Quantum computing embodies the promise of the future, and has the potential to revolutionize our world with its significantly accelerated computational capabilities. This nascent technology is not meant to replace today’s computers but rather solve problems intractable by current computation methods. Analogous to the classical computer the quantum computer is built using basic blocks called quantum bits and performs algorithms using quantum gates. Amongst the many platforms for realizing quantum bits is the spin of an electron in silicon, which offer many advantages such as long coherence times and compatibility with existing industrial fabrication infrastructure. However, spin quantum bits are limited by charge noise which has similarly plagued the semiconductor industry for decades.
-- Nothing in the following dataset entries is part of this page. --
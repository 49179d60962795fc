use std::sync::{Arc, Weak};

use chrono::{DateTime, Utc};
use parking_lot::Mutex;
use tracing::{debug, info};

use crate::cache::token::Token;
use crate::cache::watchdog::ExpiryWatchdog;
use crate::helpers::time::Clock;
use crate::observability::metrics::get_metrics;
use crate::provider::signal::InvalidationSignal;

/// Cached token slot plus its expiry watchdog.
///
/// Every mutation goes through one mutex so the watchdog callback, the
/// fetch pipeline and logout handling never interleave.
#[derive(Clone)]
pub struct TokenCache {
    inner: Arc<Mutex<Slot>>,
    clock: Arc<dyn Clock>,
    signal: InvalidationSignal,
}

#[derive(Default)]
struct Slot {
    token: Option<Token>,
    watchdog: Option<ExpiryWatchdog>,
    next_watchdog_id: u64,
    /// login-state logout count already applied to this slot
    logouts_applied: u64,
}

impl Slot {
    fn clear(&mut self) -> bool {
        if let Some(watchdog) = self.watchdog.take() {
            watchdog.cancel();
        }
        self.token.take().is_some()
    }
}

impl TokenCache {
    pub fn new(clock: Arc<dyn Clock>, signal: InvalidationSignal) -> Self {
        Self {
            inner: Arc::new(Mutex::new(Slot::default())),
            clock,
            signal,
        }
    }

    pub fn now(&self) -> DateTime<Utc> {
        self.clock.now()
    }

    pub fn signal(&self) -> &InvalidationSignal {
        &self.signal
    }

    /// Cached token if it has not expired yet
    pub fn current_if_valid(&self) -> Option<Token> {
        let now = self.clock.now();
        self.inner
            .lock()
            .token
            .as_ref()
            .filter(|token| token.is_valid(now))
            .cloned()
    }

    /// Raw slot content, expired or not
    pub fn peek(&self) -> Option<Token> {
        self.inner.lock().token.clone()
    }

    pub fn is_watchdog_armed(&self) -> bool {
        self.inner.lock().watchdog.is_some()
    }

    /// Store a freshly fetched token; arms the watchdog unless one is already armed.
    pub fn store(&self, token: Token) {
        let now = self.clock.now();
        let mut slot = self.inner.lock();
        self.store_locked(&mut slot, token, now);
    }

    /// Store a token fetched while the login state had seen `logouts` logouts.
    ///
    /// A token from before an applied logout is discarded and `false` returned.
    pub fn store_for(&self, token: Token, logouts: u64) -> bool {
        let now = self.clock.now();
        let mut slot = self.inner.lock();
        if logouts < slot.logouts_applied {
            debug!(logouts, applied = slot.logouts_applied, "discarding token fetched before logout");
            return false;
        }
        let mut dropped = false;
        if logouts > slot.logouts_applied {
            slot.logouts_applied = logouts;
            dropped = slot.clear();
        }
        self.store_locked(&mut slot, token, now);
        drop(slot);

        if dropped {
            record_logout();
        }
        true
    }

    fn store_locked(&self, slot: &mut Slot, token: Token, now: DateTime<Utc>) {
        get_metrics().token_expiry_unix.set(token.valid_until.timestamp());
        info!(valid_until = %token.valid_until, "token stored");

        if slot.watchdog.is_none() {
            slot.next_watchdog_id += 1;
            let id = slot.next_watchdog_id;
            let weak = Arc::downgrade(&self.inner);
            let signal = self.signal.clone();
            slot.watchdog = Some(ExpiryWatchdog::arm(
                id,
                token.ttl(now),
                token.valid_until,
                move |id| on_watchdog_fire(weak, signal, id),
            ));
        }
        slot.token = Some(token);
    }

    /// Clear slot and disarm watchdog. Does not pulse.
    pub fn on_logout(&self) -> bool {
        let had_token = self.inner.lock().clear();
        if had_token {
            record_logout();
        }
        had_token
    }

    /// Clear the slot if the login state reports logouts not applied yet.
    ///
    /// Returns whether a token was dropped.
    pub fn apply_logouts(&self, logouts: u64) -> bool {
        let mut slot = self.inner.lock();
        if logouts <= slot.logouts_applied {
            return false;
        }
        slot.logouts_applied = logouts;
        let had_token = slot.clear();
        drop(slot);

        if had_token {
            record_logout();
        }
        had_token
    }

    #[cfg(test)]
    pub(crate) fn watchdog_deadline(&self) -> Option<DateTime<Utc>> {
        self.inner.lock().watchdog.as_ref().map(|watchdog| watchdog.deadline())
    }
}

fn record_logout() {
    info!("logged out, cached token dropped");
    get_metrics().logouts.inc();
    get_metrics().token_expiry_unix.set(0);
}

fn on_watchdog_fire(slot: Weak<Mutex<Slot>>, signal: InvalidationSignal, id: u64) {
    let Some(slot) = slot.upgrade() else {
        return;
    };
    let mut guard = slot.lock();
    if guard.watchdog.as_ref().map(|watchdog| watchdog.id()) != Some(id) {
        debug!(watchdog_id = id, "stale watchdog firing ignored");
        return;
    }
    guard.watchdog = None;
    if guard.token.take().is_none() {
        return;
    }
    drop(guard);

    info!(watchdog_id = id, "token expired, cache cleared");
    let metrics = get_metrics();
    metrics.watchdog_fires.inc();
    metrics.token_expiry_unix.set(0);
    signal.pulse();
}
//! Collaborators the coordinator consumes: the token source and the login state.

pub mod executor;
pub mod fetch;
pub mod login;

use anyhow::Result;

use crate::cache::token::Token;

pub use login::{login_channel, LoginSender, LoginSnapshot, LoginState};

/// Issues fresh tokens. Every call is independent of the previous ones.
pub trait TokenSource: Send + Sync + 'static {
    fn refresh(&self) -> impl std::future::Future<Output = Result<Token>> + Send;
}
In this work, we detail the advancement made towards understanding the physical origins of charge noise in semiconductor gate stacks. The work is centered around the characterization of the silicon metal-oxide semiconductor gate stacks on the macroscopic and microscopic level and concluded with the characterization of spin qubits using the same gate stacks. We begin this work by detailing the fabrication methods necessary for this study. The fabrication platform, which is part of imec’s quantum computing program, combines optical and e-beam lithography for high flexibility and throughput. The process is designed to be modular to allow the exploration of different spin platforms without the necessary additional overhead cost.

The experiential work detailed in this thesis is conducted on the same set of devices. We begin by examining the transport characteristics of silicon two dimensional electron gases which is a widely used metric to characterize the quality of devices. We utilize Hallbar measurements to examine the mobility limiting mechanisms of different metal-oxide semiconductor gate stacks. By changing the type of metal gate used and the oxide thickness we are able to identify certain types of physical defects that affect the device quality. Additionally, we investigate the temperature dependence of the mobility which provides further insight to the nature of the physical defects in the gate stack. Next, we characterize the quantum dot current spectroscopy noise which is a widely used method to investigate low frequency noise. We find direct correlation between transport characteristics and the magnitude of the charge noise, suggesting a common underlying physical origin between them. Additionally, we conduct a statistical analysis of the charge noise on one of the gate stacks to investigate the nature of the defects in metal-oxide semiconductor stacks. We find that dipole type defects best represent the charge noise that is experimentally observed in quantum dots. Finally, we characterize an electron spin resonance type spin qubit to experimentally confirm the correlation between transport characteristics and qubit performance.

The statistical analysis, characterization methods and results presented in this work formed a closed-loop process to enhance silicon metal-oxide semiconductor gate stacks for quantum information applications, providing novel insights into the origin of charge noise and paving the way for large-scale spin qubit processor integration using a full CMOS process.